EXERCISE: Below are entries. Copy exactly the lines running from the line that holds "pub mod batch;" to the line that holds "pub use metric::Metric;", with both ends included.

ENTRIES SUPPLIED:
══════

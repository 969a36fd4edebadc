use serde::Serialize;

use crate::error::Result;
use crate::trace::Element;

/// One histogram bin
#[derive(Debug, Clone, Copy, PartialEq, Serialize)]
pub struct HistogramBin {
    pub start: f64,
    pub width: f64,
    pub count: u64,
}

/// Flow interruption histogram, kept for diagnostics
#[derive(Debug, Clone, Default, PartialEq, Serialize)]
pub struct Histogram {
    pub bins: Vec<HistogramBin>,
}

impl Histogram {
    /// Decode the `bin` children of a histogram element, in document order.
    /// The `nBins` attribute is not needed and is ignored.
    pub fn from_element(el: &Element) -> Result<Self> {
        let bins = el
            .find_all("bin")
            .map(|bin| {
                Ok(HistogramBin {
                    start: bin.parse_attr("start")?,
                    width: bin.parse_attr("width")?,
                    count: bin.parse_attr("count")?,
                })
            })
            .collect::<Result<Vec<_>>>()?;
        Ok(Self { bins })
    }
}
//! Streaming access to flow-monitor XML traces.

pub mod element;
pub mod reader;

use std::path::Path;

use crate::config::LinkModel;
use crate::error::Result;
use crate::model::Simulation;

pub use element::Element;
pub use reader::{TraceReader, DEFAULT_TRACE_TAG};

/// Read every trace element of a file and build its simulations.
///
/// Stops at the first error; the whole file is considered unusable.
pub fn load_trace_file(path: &Path, tag: &str, link_model: &LinkModel) -> Result<Vec<Simulation>> {
    TraceReader::from_path(path, tag)?
        .simulations(*link_model)
        .collect()
}
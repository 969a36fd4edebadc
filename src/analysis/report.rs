//! Report generation for batch distributions.
//!
//! Generates both JSON and human-readable text reports.

use std::fs;
use std::path::Path;

use color_eyre::eyre::{Context, Result};
use serde::Serialize;

use super::batch::{BatchOptions, BatchResult, SkippedFile};
use super::distribution::BoxStats;
use super::label::Scheme;
use super::metric::Metric;
use crate::config::LinkModel;

#[derive(Debug, Clone, Serialize)]
pub struct ReportMetadata {
    pub analysis_timestamp: String,
    pub trace_dir: String,
    pub metric: Metric,
    pub metric_label: String,
    pub files_processed: usize,
    pub files_skipped: usize,
    pub runs: usize,
    pub total_flows: usize,
    pub exclude_ports: Vec<u16>,
    pub link_model: LinkModel,
}

/// Box statistics of one (scheme, senders) group
#[derive(Debug, Clone, Serialize)]
pub struct GroupRow {
    pub senders: u32,
    pub samples: usize,
    pub stats: Option<BoxStats>,
}

#[derive(Debug, Clone, Serialize)]
pub struct SchemeDistribution {
    pub scheme: Scheme,
    pub name: String,
    pub rows: Vec<GroupRow>,
}

#[derive(Debug, Clone, Serialize)]
pub struct DistributionReport {
    pub metadata: ReportMetadata,
    pub schemes: Vec<SchemeDistribution>,
    pub skipped: Vec<SkippedFile>,
}

/// Summarise every group of a batch
pub fn build_report(batch: &BatchResult, options: &BatchOptions, trace_dir: &Path) -> DistributionReport {
    let schemes = batch
        .groups
        .iter()
        .map(|(scheme, runs)| SchemeDistribution {
            scheme: scheme.clone(),
            name: scheme.to_string(),
            rows: runs
                .iter()
                .map(|(senders, values)| GroupRow {
                    senders: *senders,
                    samples: values.len(),
                    stats: BoxStats::from_values(values),
                })
                .collect(),
        })
        .collect();

    DistributionReport {
        metadata: ReportMetadata {
            analysis_timestamp: chrono::Utc::now().to_rfc3339(),
            trace_dir: trace_dir.display().to_string(),
            metric: options.metric,
            metric_label: options.metric.label().to_string(),
            files_processed: batch.files_processed,
            files_skipped: batch.skipped.len(),
            runs: batch.runs.len(),
            total_flows: batch.total_flows(),
            exclude_ports: options.filter.exclude_source_ports.clone(),
            link_model: options.link_model,
        },
        schemes,
        skipped: batch.skipped.clone(),
    }
}

/// Generate JSON report
pub fn generate_json_report(report: &DistributionReport, output_path: &Path) -> Result<()> {
    let json = serde_json::to_string_pretty(report)
        .context("Failed to serialize report to JSON")?;

    fs::write(output_path, json)
        .with_context(|| format!("Failed to write JSON report to {}", output_path.display()))?;

    log::info!("JSON report written to {}", output_path.display());
    Ok(())
}

/// Render the human-readable report
pub fn render_text_report(report: &DistributionReport) -> String {
    let mut lines: Vec<String> = Vec::new();
    let meta = &report.metadata;

    lines.push("=".repeat(80));
    lines.push("                     INCAST FLOW DISTRIBUTION ANALYSIS".to_string());
    lines.push("=".repeat(80));
    lines.push(String::new());

    lines.push(format!("Analysis Date: {}", meta.analysis_timestamp));
    lines.push(format!("Trace Directory: {}", meta.trace_dir));
    lines.push(format!("Metric: {} ({})", meta.metric_label, meta.metric));
    lines.push(format!(
        "Files: {} processed, {} skipped",
        meta.files_processed, meta.files_skipped
    ));
    lines.push(format!("Runs: {}  Flows: {}", meta.runs, meta.total_flows));
    if !meta.exclude_ports.is_empty() {
        let ports: Vec<String> = meta.exclude_ports.iter().map(|p| p.to_string()).collect();
        lines.push(format!("Excluded source ports: {}", ports.join(", ")));
    }
    lines.push(format!(
        "Ideal duration model: edge {:.0} Gb/s, aggregation {:.0} Gb/s",
        meta.link_model.edge_capacity_bps / 1e9,
        meta.link_model.aggregation_capacity_bps / 1e9
    ));
    lines.push(String::new());

    for scheme in &report.schemes {
        lines.push("=".repeat(80));
        lines.push(format!("  {}", scheme.name.to_uppercase()));
        lines.push("=".repeat(80));
        lines.push(format!(
            "{:>8} {:>8} {:>12} {:>12} {:>12} {:>12} {:>12}",
            "senders", "samples", "whisker_lo", "q1", "median", "q3", "whisker_hi"
        ));
        for row in &scheme.rows {
            match &row.stats {
                Some(stats) => lines.push(format!(
                    "{:>8} {:>8} {:>12.4e} {:>12.4e} {:>12.4e} {:>12.4e} {:>12.4e}",
                    row.senders,
                    row.samples,
                    stats.whisker_low,
                    stats.q1,
                    stats.median,
                    stats.q3,
                    stats.whisker_high
                )),
                None => lines.push(format!("{:>8} {:>8} {:>12}", row.senders, row.samples, "-")),
            }
        }
        lines.push(String::new());
    }

    if !report.skipped.is_empty() {
        lines.push("Skipped files:".to_string());
        for skipped in &report.skipped {
            match skipped.flow_id {
                Some(flow_id) => lines.push(format!("  {} (flow {}): {}", skipped.file, flow_id, skipped.reason)),
                None => lines.push(format!("  {}: {}", skipped.file, skipped.reason)),
            }
        }
        lines.push(String::new());
    }

    lines.push("=".repeat(80));
    lines.join("\n")
}

/// Generate human-readable text report
pub fn generate_text_report(report: &DistributionReport, output_path: &Path) -> Result<()> {
    fs::write(output_path, render_text_report(report))
        .with_context(|| format!("Failed to write text report to {}", output_path.display()))?;

    log::info!("Text report written to {}", output_path.display());
    Ok(())
}

/// Print a summary to stdout
pub fn print_summary(report: &DistributionReport) {
    println!("\n=== INCAST DISTRIBUTION SUMMARY ===\n");
    println!("Metric: {}", report.metadata.metric_label);
    println!("Runs: {}", report.metadata.runs);
    println!("Flows: {}", report.metadata.total_flows);
    if report.metadata.files_skipped > 0 {
        println!("Skipped files: {}", report.metadata.files_skipped);
    }

    for scheme in &report.schemes {
        println!("\n{}:", scheme.name);
        for row in &scheme.rows {
            match &row.stats {
                Some(stats) => println!(
                    "  {:>4} senders: median {:.4e} (IQR {:.4e} .. {:.4e}, n = {})",
                    row.senders, stats.median, stats.q1, stats.q3, stats.count
                ),
                None => println!("  {:>4} senders: no samples", row.senders),
            }
        }
    }

    println!();
}

#[cfg(test)]
mod tests {
    use super::*;
    use crate::analysis::batch::{ExperimentGroups, FlowFilter, RunSeries};
    use crate::analysis::label::ExperimentLabel;

    fn batch() -> (BatchResult, BatchOptions) {
        let mut groups = ExperimentGroups::default();
        let mut runs = Vec::new();
        for (name, values) in [
            ("incast_dctcp_s2.xml", vec![1.0, 2.0, 3.0]),
            ("incast_a10_s2.xml", vec![]),
        ] {
            let label = ExperimentLabel::from_file_name(name).unwrap();
            groups.insert(&label, values.clone());
            runs.push(RunSeries {
                file: name.to_string(),
                label,
                run_index: 0,
                flows: values.len() + 1,
                values,
            });
        }
        let options = BatchOptions {
            trace_tag: "FlowMonitor".to_string(),
            link_model: LinkModel::default(),
            metric: Metric::Size,
            filter: FlowFilter {
                exclude_source_ports: vec![9],
            },
        };
        let result = BatchResult {
            groups,
            runs,
            skipped: vec![SkippedFile {
                file: "broken.xml".to_string(),
                reason: "bad".to_string(),
                flow_id: Some(42),
            }],
            files_processed: 2,
        };
        (result, options)
    }

    #[test]
    fn test_build_report() {
        let (batch, options) = batch();
        let report = build_report(&batch, &options, Path::new("traces"));
        assert_eq!(report.metadata.runs, 2);
        assert_eq!(report.metadata.total_flows, 5);
        assert_eq!(report.metadata.files_skipped, 1);
        assert_eq!(report.schemes.len(), 2);
        assert_eq!(report.schemes[0].name, "dctcp");
        assert_eq!(report.schemes[0].rows[0].stats.unwrap().median, 2.0);
        assert!(report.schemes[1].rows[0].stats.is_none());
    }

    #[test]
    fn test_text_report_lists_groups_and_skips() {
        let (batch, options) = batch();
        let text = render_text_report(&build_report(&batch, &options, Path::new("traces")));
        assert!(text.contains("Flow Size (bytes)"));
        assert!(text.contains("DCTCP"));
        assert!(text.contains("ALPHA = 10"));
        assert!(text.contains("broken.xml (flow 42): bad"));
        assert!(text.contains("Excluded source ports: 9"));
    }

    #[test]
    fn test_json_report_roundtrips_through_serde_json() {
        let (batch, options) = batch();
        let report = build_report(&batch, &options, Path::new("traces"));
        let dir = tempfile::tempdir().unwrap();
        let path = dir.path().join("report.json");
        generate_json_report(&report, &path).unwrap();

        let value: serde_json::Value = serde_json::from_str(&fs::read_to_string(&path).unwrap()).unwrap();
        assert_eq!(value["metadata"]["metric"], "size");
        assert_eq!(value["schemes"][0]["scheme"]["scheme"], "dctcp");
        assert_eq!(value["schemes"][1]["scheme"]["alpha"], "10");
    }
}
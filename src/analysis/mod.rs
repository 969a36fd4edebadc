//! Batch analysis of incast trace directories.
//!
//! This module groups per-flow metrics by experiment label and summarises
//! them as box-plot statistics.

pub mod batch;
pub mod distribution;
pub mod label;
pub mod metric;
pub mod report;

pub use batch::{load_batch, BatchOptions, BatchResult, ExperimentGroups, FlowFilter};
pub use distribution::BoxStats;
pub use label::{ExperimentLabel, LabelError, Scheme};
pub use metric::Metric;
pub use report::{build_report, generate_json_report, generate_text_report};
//! Owned element tree for one decoded trace element.
//!
//! Flow-monitor output carries all of its data in attributes, so an element
//! is just a tag name, its attributes in document order, and its children.

use std::str::FromStr;

use crate::error::{Result, TraceError};
use crate::units::parse_time_ns;

/// A decoded XML element and its subtree
#[derive(Debug, Clone, Default, PartialEq)]
pub struct Element {
    pub name: String,
    pub attributes: Vec<(String, String)>,
    pub children: Vec<Element>,
}

impl Element {
    pub fn new(name: impl Into<String>) -> Self {
        Self {
            name: name.into(),
            attributes: Vec::new(),
            children: Vec::new(),
        }
    }

    /// Builder-style attribute setter, mostly useful for fixtures
    pub fn with_attr(mut self, key: impl Into<String>, value: impl Into<String>) -> Self {
        self.attributes.push((key.into(), value.into()));
        self
    }

    /// Builder-style child setter
    pub fn with_child(mut self, child: Element) -> Self {
        self.children.push(child);
        self
    }

    /// Get a raw attribute value
    pub fn attr(&self, key: &str) -> Option<&str> {
        self.attributes
            .iter()
            .find(|(k, _)| k == key)
            .map(|(_, v)| v.as_str())
    }

    /// Get an attribute that must be present
    pub fn required_attr(&self, key: &str) -> Result<&str> {
        self.attr(key)
            .ok_or_else(|| TraceError::malformed(&self.name, key, "is missing"))
    }

    /// Parse a required attribute as a number (or any other `FromStr` type)
    pub fn parse_attr<T: FromStr>(&self, key: &str) -> Result<T> {
        let raw = self.required_attr(key)?;
        raw.trim().parse::<T>().map_err(|_| {
            TraceError::malformed(&self.name, key, format!("has invalid value {:?}", raw))
        })
    }

    /// Parse a required `<integer>ns` timestamp attribute into nanoseconds
    pub fn time_attr(&self, key: &str) -> Result<i128> {
        parse_time_ns(self.required_attr(key)?)
    }

    /// First direct child with the given tag
    pub fn find(&self, name: &str) -> Option<&Element> {
        self.children.iter().find(|c| c.name == name)
    }

    /// All direct children with the given tag, in document order
    pub fn find_all<'a>(&'a self, name: &'a str) -> impl Iterator<Item = &'a Element> + 'a {
        self.children.iter().filter(move |c| c.name == name)
    }

    /// All descendants matching a `/`-separated path of child tags, e.g.
    /// `"FlowProbes/FlowProbe"`. Results are in document order.
    pub fn find_path(&self, path: &str) -> Vec<&Element> {
        let mut current: Vec<&Element> = vec![self];
        for segment in path.split('/').filter(|s| !s.is_empty()) {
            current = current
                .into_iter()
                .flat_map(|el| el.children.iter().filter(move |c| c.name == segment))
                .collect();
        }
        current
    }
}
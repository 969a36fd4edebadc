//! Flow-monitor data model.
//!
//! A [`Simulation`] is rebuilt from three independent sections of one trace
//! element: flow statistics, the IPv4 classifier, and the per-probe samples.

pub mod five_tuple;
pub mod flow;
pub mod histogram;
pub mod probe;
pub mod simulation;

pub use five_tuple::FiveTuple;
pub use flow::{Flow, HOP_COUNT_UNKNOWN};
pub use histogram::{Histogram, HistogramBin};
pub use probe::ProbeFlowStats;
pub use simulation::Simulation;
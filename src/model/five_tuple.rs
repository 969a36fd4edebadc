use serde::Serialize;

use crate::error::Result;
use crate::trace::Element;

/// Network identity of a flow, from an `Ipv4FlowClassifier/Flow` record
#[derive(Debug, Clone, PartialEq, Eq, Hash, Serialize)]
pub struct FiveTuple {
    pub source_address: String,
    pub destination_address: String,
    pub protocol: u8,
    pub source_port: u16,
    pub destination_port: u16,
}

impl FiveTuple {
    pub fn from_element(el: &Element) -> Result<Self> {
        Ok(Self {
            source_address: el.required_attr("sourceAddress")?.to_string(),
            destination_address: el.required_attr("destinationAddress")?.to_string(),
            protocol: el.parse_attr("protocol")?,
            source_port: el.parse_attr("sourcePort")?,
            destination_port: el.parse_attr("destinationPort")?,
        })
    }
}

impl std::fmt::Display for FiveTuple {
    fn fmt(&self, f: &mut std::fmt::Formatter<'_>) -> std::fmt::Result {
        write!(
            f,
            "{}:{} -> {}:{} (proto {})",
            self.source_address, self.source_port, self.destination_address, self.destination_port, self.protocol
        )
    }
}
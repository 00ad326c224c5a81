use anyhow::{Context, Result};
use clap::Parser;
use colored::Colorize;
use indicatif::{ProgressBar, ProgressStyle};
use p4sweep::cli::Cli;
use p4sweep::{
    DeletionRecord, DeletionStatus, SweepConfig, SweepProgress, SweepSummary, Sweeper, SyncRecord,
    SyncStatus,
};
use std::process::ExitCode;
use std::thread;
use std::time::Duration;
use tracing_subscriber::{fmt, prelude::*, EnvFilter};

const POLL_INTERVAL: Duration = Duration::from_millis(100);

fn main() -> ExitCode {
    let cli = Cli::parse();
    init_tracing(cli.verbose);

    match run(&cli) {
        Ok(true) => ExitCode::SUCCESS,
        Ok(false) => ExitCode::FAILURE,
        Err(e) => {
            eprintln!("{} {:#}", "error:".red().bold(), e);
            ExitCode::FAILURE
        }
    }
}

fn init_tracing(verbose: bool) {
    let default = if verbose { "p4sweep=debug" } else { "p4sweep=info" };
    let filter = EnvFilter::try_from_default_env().unwrap_or_else(|_| EnvFilter::new(default));

    tracing_subscriber::registry()
        .with(fmt::layer().with_target(false).with_writer(std::io::stderr))
        .with(filter)
        .init();
}

/// Returns whether the sweep finished without errors.
fn run(cli: &Cli) -> Result<bool> {
    let config = SweepConfig::load(cli.config.as_deref()).context("Failed to load configuration")?;
    let options = cli.to_options(&config);

    let handle = Sweeper::spawn(options).context("Failed to start sweep worker")?;
    let progress = handle.progress().clone();

    let bar = ProgressBar::new(0);
    bar.set_style(
        ProgressStyle::with_template("{spinner:.green} [{elapsed_precise}] {bar:40.cyan/blue} {pos}/{len} digests {msg}")
            .context("Invalid progress template")?
            .progress_chars("#>-"),
    );

    while !handle.is_finished() {
        update_bar(&bar, &progress);
        print_records(&bar, &progress);
        thread::sleep(POLL_INTERVAL);
    }

    let summary = handle.join();
    update_bar(&bar, &progress);
    print_records(&bar, &progress);
    bar.finish_with_message(progress.status());

    let errors = progress.drain_errors();
    for error in &errors {
        eprintln!("{} {}", "error:".red().bold(), error);
    }

    if let Some(summary) = &summary {
        print_summary(summary);
    }

    Ok(errors.is_empty() && summary.is_some())
}

fn update_bar(bar: &ProgressBar, progress: &SweepProgress) {
    let digests = progress.digests();
    bar.set_length(digests.total());
    bar.set_position(digests.completed());
    bar.set_message(progress.status());
}

fn print_records(bar: &ProgressBar, progress: &SweepProgress) {
    // Opened and have lists are only logged; drain them so they don't accumulate.
    progress.drain_opened();
    progress.drain_have();

    for record in progress.drain_deleted() {
        emit(bar, format_deletion(&record));
    }
    for record in progress.drain_synced() {
        emit(bar, format_sync(&record));
    }
}

/// A hidden bar (stderr is not a terminal) swallows `println`.
fn emit(bar: &ProgressBar, line: String) {
    if bar.is_hidden() {
        println!("{}", line);
    } else {
        bar.println(line);
    }
}

fn format_deletion(record: &DeletionRecord) -> String {
    match &record.status {
        DeletionStatus::Deleted => format!("{} {}", "deleted".yellow(), record.path),
        DeletionStatus::Skipped => format!("{} {}", "would delete".dimmed(), record.path),
        DeletionStatus::Failed(e) => format!("{} {}: {}", "delete failed".red(), record.path, e),
    }
}

fn format_sync(record: &SyncRecord) -> String {
    match &record.status {
        SyncStatus::Synced => format!("{} {}", "synced".green(), record.path),
        SyncStatus::Skipped => format!("{} {}", "would sync".dimmed(), record.path),
        SyncStatus::Failed(e) => format!("{} {}: {}", "sync failed".red(), record.path, e),
    }
}

fn print_summary(summary: &SweepSummary) {
    println!();
    println!("{}", summary.completion_status().bold());
    println!(
        "  {} opened, {} have, {} local files under {}",
        summary.opened_files,
        summary.have_files,
        summary.local_files,
        summary.sweep_root.display()
    );
    println!(
        "  {} deleted, {} skipped, {} failed",
        summary.deleted, summary.delete_skipped, summary.delete_failed
    );
    println!(
        "  {} mismatched: {} synced, {} skipped, {} failed",
        summary.mismatches, summary.synced, summary.sync_skipped, summary.sync_failed
    );
    println!(
        "  {:.2?} total, {:.2?} waiting for the depot",
        summary.elapsed, summary.depot_wait
    );
    if !summary.updates_enabled {
        println!("  {}", "Dry run: nothing was deleted or synced".dimmed());
    }
}
//! Tagged output (`p4 -z tag`) parsing.
//!
//! Every informational line looks like `... key value`. A record is a run of
//! such pairs mapped onto a caller-supplied slot table; it ends when a key
//! already filled for the current record shows up again, or at end of stream.
//!
//! [`TaggedRecords`] is single-pass: reading the same output twice means
//! running the command twice.

use crate::error::{Result, SweepError};
use std::future::Future;
use std::sync::atomic::{AtomicU64, Ordering};
use std::time::{Duration, Instant};
use tokio::io::{AsyncBufRead, AsyncBufReadExt};

/// Prefix of a tagged line.
pub const ZTAG_PREFIX: &str = "... ";

/// Accumulates time spent blocked on depot output, shared by all readers.
#[derive(Debug, Default)]
pub struct WaitTimer {
    nanos: AtomicU64,
}

impl WaitTimer {
    pub fn new() -> Self {
        Self::default()
    }

    pub async fn time<F: Future>(&self, fut: F) -> F::Output {
        let start = Instant::now();
        let output = fut.await;
        self.add(start.elapsed());
        output
    }

    pub fn add(&self, elapsed: Duration) {
        let nanos = u64::try_from(elapsed.as_nanos()).unwrap_or(u64::MAX);
        self.nanos.fetch_add(nanos, Ordering::Relaxed);
    }

    pub fn total(&self) -> Duration {
        Duration::from_nanos(self.nanos.load(Ordering::Relaxed))
    }
}

/// Splits a tagged line into `(key, value)`. Lines without the prefix yield `None`.
pub fn lex_line(line: &str) -> Option<(&str, &str)> {
    let rest = line.strip_prefix(ZTAG_PREFIX)?;
    match rest.split_once(' ') {
        Some((key, value)) => Some((key, value)),
        None => Some((rest, "")),
    }
}

/// One assembled record; slot `i` holds the value for `schema[i]`.
#[derive(Debug, Clone, PartialEq, Eq)]
pub struct TaggedRecord {
    values: Vec<Option<String>>,
}

impl TaggedRecord {
    pub fn get(&self, slot: usize) -> Option<&str> {
        self.values.get(slot).and_then(|v| v.as_deref())
    }

    pub fn take(&mut self, slot: usize) -> Option<String> {
        self.values.get_mut(slot).and_then(Option::take)
    }

    pub fn filled(&self) -> usize {
        self.values.iter().filter(|v| v.is_some()).count()
    }
}

pub struct TaggedRecords<R> {
    reader: R,
    schema: &'static [&'static str],
    all_required: bool,
    current: Vec<Option<String>>,
    line: Vec<u8>,
    timer: std::sync::Arc<WaitTimer>,
    finished: bool,
}

impl<R: AsyncBufRead + Unpin> TaggedRecords<R> {
    pub fn new(
        reader: R,
        schema: &'static [&'static str],
        all_required: bool,
        timer: std::sync::Arc<WaitTimer>,
    ) -> Self {
        Self {
            reader,
            schema,
            all_required,
            current: vec![None; schema.len()],
            line: Vec::new(),
            timer,
            finished: false,
        }
    }

    /// Next complete record, or `None` once the stream is exhausted.
    pub async fn next_record(&mut self) -> Result<Option<TaggedRecord>> {
        if self.finished {
            return Ok(None);
        }

        loop {
            self.line.clear();
            let n = self
                .timer
                .time(self.reader.read_until(b'\n', &mut self.line))
                .await?;

            if n == 0 {
                self.finished = true;
                if self.current.iter().any(Option::is_some) {
                    return self.take_record().map(Some);
                }
                return Ok(None);
            }

            let Some((slot, value)) = self.match_line() else {
                continue;
            };

            if self.current[slot].is_some() {
                let record = self.take_record()?;
                self.current[slot] = Some(value);
                return Ok(Some(record));
            }
            self.current[slot] = Some(value);
        }
    }

    /// Slot and value of the buffered line, if it is a tag in the schema.
    fn match_line(&self) -> Option<(usize, String)> {
        let text = String::from_utf8_lossy(&self.line);
        let (key, value) = lex_line(text.trim_end_matches(['\r', '\n']))?;
        let slot = self.schema.iter().position(|k| *k == key)?;
        Some((slot, value.to_string()))
    }

    fn take_record(&mut self) -> Result<TaggedRecord> {
        let values = std::mem::replace(&mut self.current, vec![None; self.schema.len()]);
        let record = TaggedRecord { values };

        if self.all_required && record.filled() != self.schema.len() {
            self.finished = true;
            return Err(SweepError::Protocol {
                expected: self.schema.len(),
                received: record.filled(),
            });
        }
        Ok(record)
    }
}

#[cfg(test)]
mod tests {
    use super::*;
    use proptest::prelude::*;
    use std::sync::Arc;

    const SCHEMA: &[&str] = &["clientFile", "haveRev", "digest"];

    async fn collect(input: &str, all_required: bool) -> Result<Vec<TaggedRecord>> {
        let timer = Arc::new(WaitTimer::new());
        let mut records = TaggedRecords::new(input.as_bytes(), SCHEMA, all_required, timer);
        let mut out = Vec::new();
        while let Some(record) = records.next_record().await? {
            out.push(record);
        }
        Ok(out)
    }

    #[test]
    fn test_lex_line() {
        assert_eq!(lex_line("... clientFile C:\\ws\\a b.txt"), Some(("clientFile", "C:\\ws\\a b.txt")));
        assert_eq!(lex_line("... isMapped"), Some(("isMapped", "")));
        assert_eq!(lex_line("clientFile foo"), None);
        assert_eq!(lex_line(""), None);
    }

    #[tokio::test]
    async fn test_records_split_on_repeated_key() {
        let input = "\
... clientFile /ws/a.txt
... haveRev 3
... digest AAAA

... clientFile /ws/b.txt
... haveRev 1
... digest BBBB
";
        let records = collect(input, true).await.unwrap();
        assert_eq!(records.len(), 2);
        assert_eq!(records[0].get(0), Some("/ws/a.txt"));
        assert_eq!(records[0].get(1), Some("3"));
        assert_eq!(records[1].get(2), Some("BBBB"));
    }

    #[tokio::test]
    async fn test_unknown_keys_and_untagged_lines_ignored() {
        let input = "\
info: some banner
... depotFile //depot/a.txt
... clientFile /ws/a.txt\r
... haveRev 1\r
... digest CC\r
";
        let records = collect(input, true).await.unwrap();
        assert_eq!(records.len(), 1);
        assert_eq!(records[0].get(0), Some("/ws/a.txt"));
        assert_eq!(records[0].get(2), Some("CC"));
    }

    #[tokio::test]
    async fn test_partial_trailing_record_emitted_when_optional() {
        let input = "\
... clientFile /ws/a.txt
... haveRev 1
... digest AA
... clientFile /ws/b.txt
";
        let records = collect(input, false).await.unwrap();
        assert_eq!(records.len(), 2);
        assert_eq!(records[1].filled(), 1);
        assert_eq!(records[1].get(1), None);
    }

    #[tokio::test]
    async fn test_empty_stream_yields_nothing() {
        assert!(collect("", true).await.unwrap().is_empty());
        assert!(collect("no tags here\n", true).await.unwrap().is_empty());
    }

    #[tokio::test]
    async fn test_mandatory_schema_violation() {
        let input = "\
... clientFile /ws/a.txt
... clientFile /ws/b.txt
... haveRev 1
... digest AA
";
        let err = collect(input, true).await.unwrap_err();
        assert!(matches!(
            err,
            SweepError::Protocol {
                expected: 3,
                received: 1
            }
        ));
    }

    #[tokio::test]
    async fn test_mandatory_schema_violation_on_trailing_record() {
        let input = "... clientFile /ws/a.txt\n... haveRev 1\n";
        let err = collect(input, true).await.unwrap_err();
        assert!(matches!(err, SweepError::Protocol { received: 2, .. }));
    }

    #[tokio::test]
    async fn test_take_moves_value_out() {
        let mut records = collect("... clientFile /ws/x\n... haveRev 2\n... digest D\n", true)
            .await
            .unwrap();
        let mut record = records.remove(0);
        assert_eq!(record.take(0).as_deref(), Some("/ws/x"));
        assert_eq!(record.get(0), None);
    }

    proptest! {
        #[test]
        fn record_count_follows_slot_count(n in 0usize..40, extra in 0usize..3) {
            let mut input = String::new();
            for i in 0..n {
                input.push_str(&format!("... clientFile /ws/f{i}\n... haveRev {i}\n... digest D{i}\n"));
            }
            for key in SCHEMA.iter().take(extra) {
                input.push_str(&format!("... {key} partial\n"));
            }
            let total_values = n * SCHEMA.len() + extra;

            let rt = tokio::runtime::Builder::new_current_thread().build().unwrap();
            let records = rt.block_on(collect(&input, false)).unwrap();
            prop_assert_eq!(records.len(), total_values / SCHEMA.len() + usize::from(extra > 0));
            for (i, record) in records.iter().take(n).enumerate() {
                let expected = format!("/ws/f{i}");
                prop_assert_eq!(record.get(0), Some(expected.as_str()));
            }

            let strict = rt.block_on(collect(&input, true));
            prop_assert_eq!(strict.is_ok(), extra == 0);
        }
    }
}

══════

FINISHED TASK:
pub mod batch;
pub mod distribution;
pub mod label;
pub mod metric;
pub mod report;

pub use batch::{load_batch, BatchOptions, BatchResult, ExperimentGroups, FlowFilter};
pub use distribution::BoxStats;
pub use label::{ExperimentLabel, LabelError, Scheme};
pub use metric::Metric;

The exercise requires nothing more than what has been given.